(Records from a data source)
□ □ □

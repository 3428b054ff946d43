//! App-level view models handed to the board renderer.

#[derive(Clone, Copy, Debug, Default, Eq, PartialEq)]
pub struct CategoryRowView<'a> {
    pub id: &'a str,
    pub name: &'a str,
    pub count: usize,
}

#[derive(Clone, Copy, Debug, Default, Eq, PartialEq)]
pub struct GridSlotView<'a> {
    pub title: &'a str,
    pub folder: &'a str,
    pub thumbnail: &'a str,
}

#[derive(Clone, Copy, Debug, Default, Eq, PartialEq)]
pub struct LanguageRowView<'a> {
    pub key: &'a str,
    pub name: &'a str,
    pub is_default: bool,
}

/// Images of the card on screen for the active language.
#[derive(Clone, Copy, Debug, Default, Eq, PartialEq)]
pub struct CardFaceView<'a> {
    pub language: &'a str,
    pub big_file: &'a str,
    pub small_file: &'a str,
}

/// One screen per navigation mode, plus the lock and status screens.
#[derive(Clone, Copy, Debug, Eq, PartialEq)]
pub enum Screen<'a> {
    Menu {
        title: &'a str,
    },
    /// One page of categories; `page` is 0-based.
    Category {
        rows: &'a [CategoryRowView<'a>],
        random: bool,
        page: usize,
        total_pages: usize,
    },
    Grid {
        category: &'a str,
        page: usize,
        total_pages: usize,
        /// Only occupied slots; the rest of the page is drawn blank.
        slots: &'a [GridSlotView<'a>],
    },
    Flipcard {
        title: &'a str,
        folder: &'a str,
        main_image: &'a str,
        face: CardFaceView<'a>,
        /// 1-based position within the active filter.
        position: usize,
        count: usize,
        random: bool,
    },
    Option,
    LanguageSelection {
        rows: &'a [LanguageRowView<'a>],
        notice: Option<&'a str>,
        page: usize,
        total_pages: usize,
    },
    Lock,
    Status {
        line1: &'a str,
        line2: &'a str,
    },
}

□ □ □

- _Work order_:
An exact transcription of all the records is required.

- _Response box_:
repository 3428b054ff946d43
//! App-level view models handed to the board renderer.

#[derive(Clone, Copy, Debug, Default, Eq, PartialEq)]
pub struct CategoryRowView<'a> {
    pub id: &'a str,
    pub name: &'a str,
    pub count: usize,
}

#[derive(Clone, Copy, Debug, Default, Eq, PartialEq)]
pub struct GridSlotView<'a> {
    pub title: &'a str,
    pub folder: &'a str,
    pub thumbnail: &'a str,
}

#[derive(Clone, Copy, Debug, Default, Eq, PartialEq)]
pub struct LanguageRowView<'a> {
    pub key: &'a str,
    pub name: &'a str,
    pub is_default: bool,
}

/// Images of the card on screen for the active language.
#[derive(Clone, Copy, Debug, Default, Eq, PartialEq)]
pub struct CardFaceView<'a> {
    pub language: &'a str,
    pub big_file: &'a str,
    pub small_file: &'a str,
}

/// One screen per navigation mode, plus the lock and status screens.
#[derive(Clone, Copy, Debug, Eq, PartialEq)]
pub enum Screen<'a> {
    Menu {
        title: &'a str,
    },
    /// One page of categories; `page` is 0-based.
    Category {
        rows: &'a [CategoryRowView<'a>],
        random: bool,
        page: usize,
        total_pages: usize,
    },
    Grid {
        category: &'a str,
        page: usize,
        total_pages: usize,
        /// Only occupied slots; the rest of the page is drawn blank.
        slots: &'a [GridSlotView<'a>],
    },
    Flipcard {
        title: &'a str,
        folder: &'a str,
        main_image: &'a str,
        face: CardFaceView<'a>,
        /// 1-based position within the active filter.
        position: usize,
        count: usize,
        random: bool,
    },
    Option,
    LanguageSelection {
        rows: &'a [LanguageRowView<'a>],
        notice: Option<&'a str>,
        page: usize,
        total_pages: usize,
    },
    Lock,
    Status {
        line1: &'a str,
        line2: &'a str,
    },
}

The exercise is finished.